Budget für Salzburger Olympiabewerbung fixiert
- Sieben Millionen Euro stehen zur Verfügung
- Großer Optimismus in der Mozartstadt

Auf Hochtouren laufen derzeit die Vorbereitungen der Salzburger Bewerbungsgesellschaft für Olympia 2010. Das bereits fixierte Olympia-Budget von sieben Millionen Euro, die Verkehrslösungen und alle Fragen zur Sicherheit würden jetzt im Detail erarbeitet. Ende Mai werde das komplette Dokument in Lausanne abgegeben, betonte am Montagabend der Geschäftsführer der Gesellschaft, Robert Kaspar, bei einem Pressegespräch in der Mozartstadt. Kaspar wie auch der Generalsekretär des Österreichischen Olympischen Komitees, Heinz Jungwirth, stellten fest, dass Salzburg ausgezeichnete Chancen für den Zuschlag habe.
Mit dem Arbeitsbeginn des "Außenministers" des Olympiabüros, Egon Winkler, und des Pressesprechers Michael Schuen in der Vorwoche sei das nun 14-köpfige Team komplett, so Kaspar. Und auch das Budget, das insgesamt sieben Millionen Euro umfasst, ist jetzt fixiert. 5,81 Mill. Euro davon kommen von der öffentlichen Hand, der Rest wird durch die vier Hauptsponsoren aufgebracht. Diese sind die Brauerei Stiegl, die Salzburg AG, Raiffeisen sowie Wüstenrot. Ein bis zwei weitere Nebensponsoren, etwa aus dem Lebensmittelbereich oder der Autobranche, seien noch möglich, so Kaspar. Das Budget reiche jedenfalls bis September 2003, also einen Monat nach der definitiven Entscheidung im August 2003 in Prag.
Duell mit Vancouver erwartet
Zu den Chancen Salzburgs meinte Kaspar, dass es zu einem Zweikampf zwischen Vancouver und der Mozartstadt kommen dürfte. Dies hätten die Rückmeldungen nach dem Auftritt des Salzburger Olympiabüros während der Winterspiele in Salt Lake City klar gezeigt. Auch die Bedenken, dass ja 2006 die Winterspiele mit Turin als Austragungsort in unmittelbarer Nähe stattfinden würden, sieht Kaspar eher gelassen. Alle anderen ernst zu nehmenden Mitbewerber hätten das gleiche Problem. Kanada bewerbe sich ja auch um die Sommerspiele, in China seinen Sommerspiele schon fix und für die europäischen Konkurrenten gelte dasselbe wie für Salzburg.

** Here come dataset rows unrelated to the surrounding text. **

//! Form state machines for the auth screens and the add/edit asset modal.
//!
//! [`AssetForm`] backs the modal in its four modes (closed is the absence of
//! the form): create-single, create-batch and edit. Fields are kept as text
//! exactly as typed; [`AssetForm::submit_payload`] validates presence and
//! numeric shape and produces the typed request for the current mode. Cross-
//! field business rules (e.g. expiry after purchase) are deliberately not
//! enforced client-side.

use crate::models::{
    Asset, AssetFields, AssetKind, AssetStatus, AssetUpdate, BatchHardwareRequest,
    BatchSoftwareRequest, HardwareAssetRequest, LoginRequest, RegisterRequest,
    SoftwareAssetRequest,
};

#[derive(Debug, Clone, PartialEq, thiserror::Error)]
pub enum FormError {
    #[error("{0} is required")]
    Missing(&'static str),
    #[error("{0} must be a number")]
    InvalidNumber(&'static str),
    #[error("Quantity must be at least 1")]
    InvalidQuantity,
}

#[derive(Debug, Clone, Copy, PartialEq, Eq)]
pub enum FormMode {
    CreateSingle,
    CreateBatch,
    Edit(i64),
}

/// Typed request produced by a valid submit, one variant per service call.
#[derive(Debug, Clone, PartialEq)]
pub enum SubmitPayload {
    CreateHardware(HardwareAssetRequest),
    CreateSoftware(SoftwareAssetRequest),
    CreateBatchHardware(BatchHardwareRequest),
    CreateBatchSoftware(BatchSoftwareRequest),
    Update(i64, AssetUpdate),
}
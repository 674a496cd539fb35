//! Asset operations: stats, listing, search, creation, update, deletion and
//! assignment.

use crate::api::{Api, ApiError};
use crate::models::{
    AssetSearchParams, AssetUpdate, AssignRequest, Asset, BatchHardwareRequest,
    BatchSoftwareRequest, DashboardStats, HardwareAssetRequest, Page, RecentAsset, SortDir,
    SoftwareAssetRequest,
};
use crate::query::DEFAULT_PAGE_SIZE;

/// Dashboard aggregates, computed server-side.
pub async fn get_stats(api: &Api) -> Result<DashboardStats, ApiError> {
    api.get("/assets/stats").await
}

/// Most recently added assets, mapped to the simplified display shape.
///
/// This endpoint sends no type tag, so the variant is inferred structurally
/// inside [`RecentAsset::from`].
pub async fn get_recent_assets(api: &Api) -> Result<Vec<RecentAsset>, ApiError> {
    let assets: Vec<Asset> = api.get("/assets/recent").await?;
    Ok(assets.into_iter().map(RecentAsset::from).collect())
}

/// Plain paginated listing without filters.
pub async fn get_assets(api: &Api, page: u32, size: u32) -> Result<Page<Asset>, ApiError> {
    let pairs = [("page", page.to_string()), ("size", size.to_string())];
    api.get_with_query("/assets", &pairs).await
}

/// Filtered, sorted, paginated search. Defaults for omitted controls are
/// owned here, not by the backend.
pub async fn search_assets(
    api: &Api,
    params: &AssetSearchParams,
) -> Result<Page<Asset>, ApiError> {
    api.get_with_query("/assets/search", &search_pairs(params))
        .await
}

/// Query pairs for the search endpoint, with the default-query contract
/// (`page=0, size=10, sortBy=id, sortDir=asc`) filled in.
pub fn search_pairs(params: &AssetSearchParams) -> Vec<(&'static str, String)> {
    let mut pairs = Vec::with_capacity(8);
    if let Some(query) = params.query.as_deref().filter(|q| !q.is_empty()) {
        pairs.push(("query", query.to_string()));
    }
    if let Some(status) = params.status {
        pairs.push(("status", status.as_str().to_string()));
    }
    if let Some(serial) = params.serial_number.as_deref().filter(|s| !s.is_empty()) {
        pairs.push(("serialNumber", serial.to_string()));
    }
    if let Some(user_id) = params.assigned_to_user_id {
        pairs.push(("assignedToUserId", user_id.to_string()));
    }
    pairs.push(("page", params.page.unwrap_or(0).to_string()));
    pairs.push(("size", params.size.unwrap_or(DEFAULT_PAGE_SIZE).to_string()));
    pairs.push((
        "sortBy",
        params.sort_by.clone().unwrap_or_else(|| "id".to_string()),
    ));
    pairs.push((
        "sortDir",
        params.sort_dir.unwrap_or(SortDir::Asc).as_str().to_string(),
    ));
    pairs
}

pub async fn create_hardware(
    api: &Api,
    request: &HardwareAssetRequest,
) -> Result<Asset, ApiError> {
    api.post("/assets/hardware", request).await
}

pub async fn create_software(
    api: &Api,
    request: &SoftwareAssetRequest,
) -> Result<Asset, ApiError> {
    api.post("/assets/software", request).await
}

pub async fn create_batch_hardware(
    api: &Api,
    request: &BatchHardwareRequest,
) -> Result<Vec<Asset>, ApiError> {
    api.post("/assets/batch/hardware", request).await
}

pub async fn create_batch_software(
    api: &Api,
    request: &BatchSoftwareRequest,
) -> Result<Vec<Asset>, ApiError> {
    api.post("/assets/batch/software", request).await
}

/// Partial update; the caller includes only fields relevant to the variant.
pub async fn update(api: &Api, id: i64, update: &AssetUpdate) -> Result<Asset, ApiError> {
    api.put(&format!("/assets/{id}"), update).await
}

/// Soft delete server-side; an ordinary success/failure call here.
pub async fn delete(api: &Api, id: i64) -> Result<(), ApiError> {
    api.delete(&format!("/assets/{id}")).await
}

/// Assign to a user. The status transition to ASSIGNED happens server-side;
/// the returned asset reflects it.
pub async fn assign(api: &Api, asset_id: i64, user_id: i64) -> Result<Asset, ApiError> {
    api.post(&format!("/assets/{asset_id}/assign"), &AssignRequest { user_id })
        .await
}

#[cfg(test)]
mod tests {
    use super::*;
    use crate::models::AssetStatus;

    fn pair<'a>(pairs: &'a [(&'static str, String)], key: &str) -> Option<&'a str> {
        pairs
            .iter()
            .find(|(k, _)| *k == key)
            .map(|(_, v)| v.as_str())
    }

    #[test]
    fn defaults_fill_omitted_controls() {
        let pairs = search_pairs(&AssetSearchParams::default());
        assert_eq!(pair(&pairs, "page"), Some("0"));
        assert_eq!(pair(&pairs, "size"), Some("10"));
        assert_eq!(pair(&pairs, "sortBy"), Some("id"));
        assert_eq!(pair(&pairs, "sortDir"), Some("asc"));
        assert_eq!(pair(&pairs, "query"), None);
        assert_eq!(pair(&pairs, "status"), None);
    }

    #[test]
    fn explicit_controls_override_defaults() {
        let params = AssetSearchParams {
            query: Some("macbook".into()),
            status: Some(AssetStatus::Assigned),
            serial_number: Some("SN-1".into()),
            assigned_to_user_id: Some(4),
            page: Some(2),
            size: Some(25),
            sort_by: Some("name".into()),
            sort_dir: Some(SortDir::Desc),
        };
        let pairs = search_pairs(&params);
        assert_eq!(pair(&pairs, "query"), Some("macbook"));
        assert_eq!(pair(&pairs, "status"), Some("ASSIGNED"));
        assert_eq!(pair(&pairs, "serialNumber"), Some("SN-1"));
        assert_eq!(pair(&pairs, "assignedToUserId"), Some("4"));
        assert_eq!(pair(&pairs, "page"), Some("2"));
        assert_eq!(pair(&pairs, "size"), Some("25"));
        assert_eq!(pair(&pairs, "sortBy"), Some("name"));
        assert_eq!(pair(&pairs, "sortDir"), Some("desc"));
    }

    #[test]
    fn empty_query_is_dropped() {
        let params = AssetSearchParams {
            query: Some(String::new()),
            ..Default::default()
        };
        assert_eq!(pair(&search_pairs(&params), "query"), None);
    }
}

Heimische Bevölkerung soll überzeugt werden
Jungwirth erklärte, dass Salzburg (wie alle anderen sieben Städte auch) derzeit den Statuts eines Kandidaten habe, und als solcher keinerlei internationale Werbung betreiben dürfe. Erst nach der Entscheidung im heurigen Sommer in Lausanne, wo vermutlich drei oder vier Städte als Bewerber in das letzte Rennen geschickt werden, dürfe international geworben werden. Deshalb würden sich derzeit die Aktivitäten auf das Inland konzentrieren. Da die breite Zustimmung der heimischen Bevölkerung für den Zuschlag ganz entscheidend ist, muss in Österreich noch stark geworben werden. Derzeit sei man mit Hermann Maier deswegen im Gespräch, so Kaspar. Auch die Gala-Nacht des Sports mit der Wahl zum Sportler des Jahres werde heuer am 23. Oktober in der Salzach-Metropole stattfinden, kündigte Schuen an.
Winkler optimistisch: "Hervorragende Chancen"
Als großen Vorteil für Österreich nannte es Winkler, dass er Einfluss auf eine Organisation habe, die über Niederlassungen in 70 Staaten der Erde verfüge (Winkler war bis vor kurzem Leiter der Außenhandelsstelle der Bundeswirtschaftskammer). Diese seien hervorragend geeignet, das Projekt voranzutreiben. "Wir haben hervorragende Chancen, dass das Olympische Feuer 2010 in Salzburg brennt", meinte er.